::: MATERIAL TO PROCESS

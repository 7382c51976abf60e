//! Configuration systems and the merge strategy each one uses.

use std::fmt;
use std::str::FromStr;
use std::sync::Arc;

use serde::{Deserialize, Serialize};

use crate::StratumError;

/// How a system's per-component contributions are combined.
#[derive(Clone, Copy, Debug, Eq, PartialEq, Hash)]
pub enum MergeStrategy {
    /// Each component keeps its own independently merged tree.
    Isolate,
    /// Every component contributes to one shared, conflict-checked tree.
    PriorityMerge,
}

/// A named configuration namespace.
#[derive(Clone, Copy, Debug, Eq, PartialEq, Ord, PartialOrd, Hash, Serialize, Deserialize)]
#[serde(rename_all = "lowercase")]
pub enum System {
    /// Free-form component settings, including `plugin_states`.
    Settings,
    /// Log levels and sinks.
    Logging,
    /// Language selection and locale data.
    Localization,
    /// Input bindings shared across every component.
    Keybinds,
    /// Window and widget layout.
    Ui,
}

impl System {
    /// Every system in processing order; `settings` always comes first.
    pub const ALL: [Self; 5] = [
        Self::Settings,
        Self::Logging,
        Self::Localization,
        Self::Ui,
        Self::Keybinds,
    ];

    /// Name used in paths and as a top-level key in user files.
    #[must_use]
    pub const fn as_str(self) -> &'static str {
        match self {
            Self::Settings => "settings",
            Self::Logging => "logging",
            Self::Localization => "localization",
            Self::Keybinds => "keybinds",
            Self::Ui => "ui",
        }
    }

    /// Merge strategy for this system.
    #[must_use]
    pub const fn strategy(self) -> MergeStrategy {
        match self {
            Self::Keybinds => MergeStrategy::PriorityMerge,
            Self::Settings | Self::Logging | Self::Localization | Self::Ui => {
                MergeStrategy::Isolate
            }
        }
    }

    /// `true` for isolated systems.
    #[must_use]
    pub const fn is_isolated(self) -> bool {
        matches!(self.strategy(), MergeStrategy::Isolate)
    }

    /// Isolated systems in processing order.
    pub fn isolated() -> impl Iterator<Item = Self> {
        Self::ALL.into_iter().filter(|system| system.is_isolated())
    }
}

impl fmt::Display for System {
    fn fmt(&self, f: &mut fmt::Formatter<'_>) -> fmt::Result {
        f.write_str(self.as_str())
    }
}

impl FromStr for System {
    type Err = Arc<StratumError>;

    fn from_str(s: &str) -> Result<Self, Self::Err> {
        Self::ALL
            .into_iter()
            .find(|system| system.as_str() == s)
            .ok_or_else(|| Arc::new(StratumError::UnknownSystem(s.to_owned())))
    }
}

::::::

**ASSIGNMENT**
Which lines of the records above contain the word "Localization"? Copy each of them.

**WRITTEN ANSWER**
    Localization,
        Self::Localization,
            Self::Localization => "localization",
            Self::Settings | Self::Logging | Self::Localization | Self::Ui => {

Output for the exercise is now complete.